__Required work__.
An exact restatement of every record is required.

__Record extracts__.
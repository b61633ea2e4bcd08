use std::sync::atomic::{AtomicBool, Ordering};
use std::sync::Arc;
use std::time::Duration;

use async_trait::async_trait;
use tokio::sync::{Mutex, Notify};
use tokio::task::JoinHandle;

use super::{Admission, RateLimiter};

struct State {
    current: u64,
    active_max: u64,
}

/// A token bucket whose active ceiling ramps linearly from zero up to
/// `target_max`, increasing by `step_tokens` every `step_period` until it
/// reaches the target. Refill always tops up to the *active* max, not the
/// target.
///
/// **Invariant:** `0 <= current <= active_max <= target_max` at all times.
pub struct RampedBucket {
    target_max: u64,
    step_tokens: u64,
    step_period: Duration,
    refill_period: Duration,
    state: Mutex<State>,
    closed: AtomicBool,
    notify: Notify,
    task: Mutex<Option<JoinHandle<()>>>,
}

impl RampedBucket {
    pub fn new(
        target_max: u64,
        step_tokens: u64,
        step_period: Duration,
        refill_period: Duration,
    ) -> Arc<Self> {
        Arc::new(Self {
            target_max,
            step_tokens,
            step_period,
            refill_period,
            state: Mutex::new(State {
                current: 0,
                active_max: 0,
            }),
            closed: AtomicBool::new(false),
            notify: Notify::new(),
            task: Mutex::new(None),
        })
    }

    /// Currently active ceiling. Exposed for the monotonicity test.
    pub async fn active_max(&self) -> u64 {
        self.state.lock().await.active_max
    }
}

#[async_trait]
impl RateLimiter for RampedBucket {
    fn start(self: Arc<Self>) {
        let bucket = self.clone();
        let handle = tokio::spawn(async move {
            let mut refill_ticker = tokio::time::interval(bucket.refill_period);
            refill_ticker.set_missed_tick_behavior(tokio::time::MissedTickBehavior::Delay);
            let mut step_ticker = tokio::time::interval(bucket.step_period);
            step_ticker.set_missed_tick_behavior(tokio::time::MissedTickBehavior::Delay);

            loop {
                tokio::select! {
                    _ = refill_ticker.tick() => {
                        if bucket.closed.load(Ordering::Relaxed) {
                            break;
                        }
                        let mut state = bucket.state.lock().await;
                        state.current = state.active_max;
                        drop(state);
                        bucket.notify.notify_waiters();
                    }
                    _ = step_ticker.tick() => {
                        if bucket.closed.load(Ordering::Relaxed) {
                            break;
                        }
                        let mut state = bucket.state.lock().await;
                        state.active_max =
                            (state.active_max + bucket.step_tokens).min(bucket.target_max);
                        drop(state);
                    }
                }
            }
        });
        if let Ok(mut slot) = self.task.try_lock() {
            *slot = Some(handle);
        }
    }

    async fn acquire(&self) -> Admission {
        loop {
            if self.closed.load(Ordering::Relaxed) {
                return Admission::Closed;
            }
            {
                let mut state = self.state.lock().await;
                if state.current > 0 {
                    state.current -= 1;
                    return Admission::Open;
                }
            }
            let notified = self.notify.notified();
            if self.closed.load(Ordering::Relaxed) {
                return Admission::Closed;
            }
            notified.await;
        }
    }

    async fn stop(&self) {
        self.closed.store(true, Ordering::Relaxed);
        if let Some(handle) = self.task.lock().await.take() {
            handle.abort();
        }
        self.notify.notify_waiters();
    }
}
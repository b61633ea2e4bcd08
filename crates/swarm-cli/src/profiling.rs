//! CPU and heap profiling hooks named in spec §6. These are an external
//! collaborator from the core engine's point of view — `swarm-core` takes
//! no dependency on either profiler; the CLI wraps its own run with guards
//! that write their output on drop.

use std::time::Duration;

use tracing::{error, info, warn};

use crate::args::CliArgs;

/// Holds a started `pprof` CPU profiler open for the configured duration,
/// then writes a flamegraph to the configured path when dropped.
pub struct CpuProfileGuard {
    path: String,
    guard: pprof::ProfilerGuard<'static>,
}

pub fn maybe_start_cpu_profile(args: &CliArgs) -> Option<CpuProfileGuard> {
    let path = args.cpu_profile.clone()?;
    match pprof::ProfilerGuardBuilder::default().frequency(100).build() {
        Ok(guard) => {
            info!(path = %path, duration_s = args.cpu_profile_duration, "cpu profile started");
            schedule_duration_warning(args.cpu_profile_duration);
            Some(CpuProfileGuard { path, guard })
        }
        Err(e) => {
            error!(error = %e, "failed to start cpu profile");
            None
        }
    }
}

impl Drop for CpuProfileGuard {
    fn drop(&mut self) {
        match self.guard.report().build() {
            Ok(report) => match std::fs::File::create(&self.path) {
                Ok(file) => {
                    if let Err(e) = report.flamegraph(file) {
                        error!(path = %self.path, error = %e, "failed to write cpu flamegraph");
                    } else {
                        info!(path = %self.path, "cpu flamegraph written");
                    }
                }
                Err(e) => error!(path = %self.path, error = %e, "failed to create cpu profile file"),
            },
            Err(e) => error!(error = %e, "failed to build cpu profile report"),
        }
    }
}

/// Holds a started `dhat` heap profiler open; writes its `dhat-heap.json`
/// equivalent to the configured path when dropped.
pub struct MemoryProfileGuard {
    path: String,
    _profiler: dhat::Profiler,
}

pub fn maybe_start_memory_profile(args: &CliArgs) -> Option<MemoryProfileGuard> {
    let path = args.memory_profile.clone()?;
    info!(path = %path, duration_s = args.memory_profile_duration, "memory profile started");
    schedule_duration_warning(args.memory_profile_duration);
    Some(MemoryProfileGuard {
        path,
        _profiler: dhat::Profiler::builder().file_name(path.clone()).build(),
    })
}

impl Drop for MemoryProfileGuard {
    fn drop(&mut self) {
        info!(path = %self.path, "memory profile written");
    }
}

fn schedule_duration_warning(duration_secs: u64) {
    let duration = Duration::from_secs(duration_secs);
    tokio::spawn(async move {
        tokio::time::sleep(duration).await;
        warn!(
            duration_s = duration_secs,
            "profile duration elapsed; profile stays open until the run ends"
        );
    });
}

__Solution to the problem__.
repository b61633ea2e4bcd08
use std::sync::atomic::{AtomicBool, Ordering};
use std::sync::Arc;
use std::time::Duration;

use async_trait::async_trait;
use tokio::sync::{Mutex, Notify};
use tokio::task::JoinHandle;

use super::{Admission, RateLimiter};

struct State {
    current: u64,
    active_max: u64,
}

/// A token bucket whose active ceiling ramps linearly from zero up to
/// `target_max`, increasing by `step_tokens` every `step_period` until it
/// reaches the target. Refill always tops up to the *active* max, not the
/// target.
///
/// **Invariant:** `0 <= current <= active_max <= target_max` at all times.
pub struct RampedBucket {
    target_max: u64,
    step_tokens: u64,
    step_period: Duration,
    refill_period: Duration,
    state: Mutex<State>,
    closed: AtomicBool,
    notify: Notify,
    task: Mutex<Option<JoinHandle<()>>>,
}

impl RampedBucket {
    pub fn new(
        target_max: u64,
        step_tokens: u64,
        step_period: Duration,
        refill_period: Duration,
    ) -> Arc<Self> {
        Arc::new(Self {
            target_max,
            step_tokens,
            step_period,
            refill_period,
            state: Mutex::new(State {
                current: 0,
                active_max: 0,
            }),
            closed: AtomicBool::new(false),
            notify: Notify::new(),
            task: Mutex::new(None),
        })
    }

    /// Currently active ceiling. Exposed for the monotonicity test.
    pub async fn active_max(&self) -> u64 {
        self.state.lock().await.active_max
    }
}

#[async_trait]
impl RateLimiter for RampedBucket {
    fn start(self: Arc<Self>) {
        let bucket = self.clone();
        let handle = tokio::spawn(async move {
            let mut refill_ticker = tokio::time::interval(bucket.refill_period);
            refill_ticker.set_missed_tick_behavior(tokio::time::MissedTickBehavior::Delay);
            let mut step_ticker = tokio::time::interval(bucket.step_period);
            step_ticker.set_missed_tick_behavior(tokio::time::MissedTickBehavior::Delay);

            loop {
                tokio::select! {
                    _ = refill_ticker.tick() => {
                        if bucket.closed.load(Ordering::Relaxed) {
                            break;
                        }
                        let mut state = bucket.state.lock().await;
                        state.current = state.active_max;
                        drop(state);
                        bucket.notify.notify_waiters();
                    }
                    _ = step_ticker.tick() => {
                        if bucket.closed.load(Ordering::Relaxed) {
                            break;
                        }
                        let mut state = bucket.state.lock().await;
                        state.active_max =
                            (state.active_max + bucket.step_tokens).min(bucket.target_max);
                        drop(state);
                    }
                }
            }
        });
        if let Ok(mut slot) = self.task.try_lock() {
            *slot = Some(handle);
        }
    }

    async fn acquire(&self) -> Admission {
        loop {
            if self.closed.load(Ordering::Relaxed) {
                return Admission::Closed;
            }
            {
                let mut state = self.state.lock().await;
                if state.current > 0 {
                    state.current -= 1;
                    return Admission::Open;
                }
            }
            let notified = self.notify.notified();
            if self.closed.load(Ordering::Relaxed) {
                return Admission::Closed;
            }
            notified.await;
        }
    }

    async fn stop(&self) {
        self.closed.store(true, Ordering::Relaxed);
        if let Some(handle) = self.task.lock().await.take() {
            handle.abort();
        }
        self.notify.notify_waiters();
    }
}
repository b61633ea2e4bcd08
filename crates/swarm-cli/src/profiling.rs
//! CPU and heap profiling hooks named in spec §6. These are an external
//! collaborator from the core engine's point of view — `swarm-core` takes
//! no dependency on either profiler; the CLI wraps its own run with guards
//! that write their output on drop.

use std::time::Duration;

use tracing::{error, info, warn};

use crate::args::CliArgs;

/// Holds a started `pprof` CPU profiler open for the configured duration,
/// then writes a flamegraph to the configured path when dropped.
pub struct CpuProfileGuard {
    path: String,
    guard: pprof::ProfilerGuard<'static>,
}

pub fn maybe_start_cpu_profile(args: &CliArgs) -> Option<CpuProfileGuard> {
    let path = args.cpu_profile.clone()?;
    match pprof::ProfilerGuardBuilder::default().frequency(100).build() {
        Ok(guard) => {
            info!(path = %path, duration_s = args.cpu_profile_duration, "cpu profile started");
            schedule_duration_warning(args.cpu_profile_duration);
            Some(CpuProfileGuard { path, guard })
        }
        Err(e) => {
            error!(error = %e, "failed to start cpu profile");
            None
        }
    }
}

impl Drop for CpuProfileGuard {
    fn drop(&mut self) {
        match self.guard.report().build() {
            Ok(report) => match std::fs::File::create(&self.path) {
                Ok(file) => {
                    if let Err(e) = report.flamegraph(file) {
                        error!(path = %self.path, error = %e, "failed to write cpu flamegraph");
                    } else {
                        info!(path = %self.path, "cpu flamegraph written");
                    }
                }
                Err(e) => error!(path = %self.path, error = %e, "failed to create cpu profile file"),
            },
            Err(e) => error!(error = %e, "failed to build cpu profile report"),
        }
    }
}

/// Holds a started `dhat` heap profiler open; writes its `dhat-heap.json`
/// equivalent to the configured path when dropped.
pub struct MemoryProfileGuard {
    path: String,
    _profiler: dhat::Profiler,
}

pub fn maybe_start_memory_profile(args: &CliArgs) -> Option<MemoryProfileGuard> {
    let path = args.memory_profile.clone()?;
    info!(path = %path, duration_s = args.memory_profile_duration, "memory profile started");
    schedule_duration_warning(args.memory_profile_duration);
    Some(MemoryProfileGuard {
        path,
        _profiler: dhat::Profiler::builder().file_name(path.clone()).build(),
    })
}

impl Drop for MemoryProfileGuard {
    fn drop(&mut self) {
        info!(path = %self.path, "memory profile written");
    }
}

fn schedule_duration_warning(duration_secs: u64) {
    let duration = Duration::from_secs(duration_secs);
    tokio::spawn(async move {
        tokio::time::sleep(duration).await;
        warn!(
            duration_s = duration_secs,
            "profile duration elapsed; profile stays open until the run ends"
        );
    });
}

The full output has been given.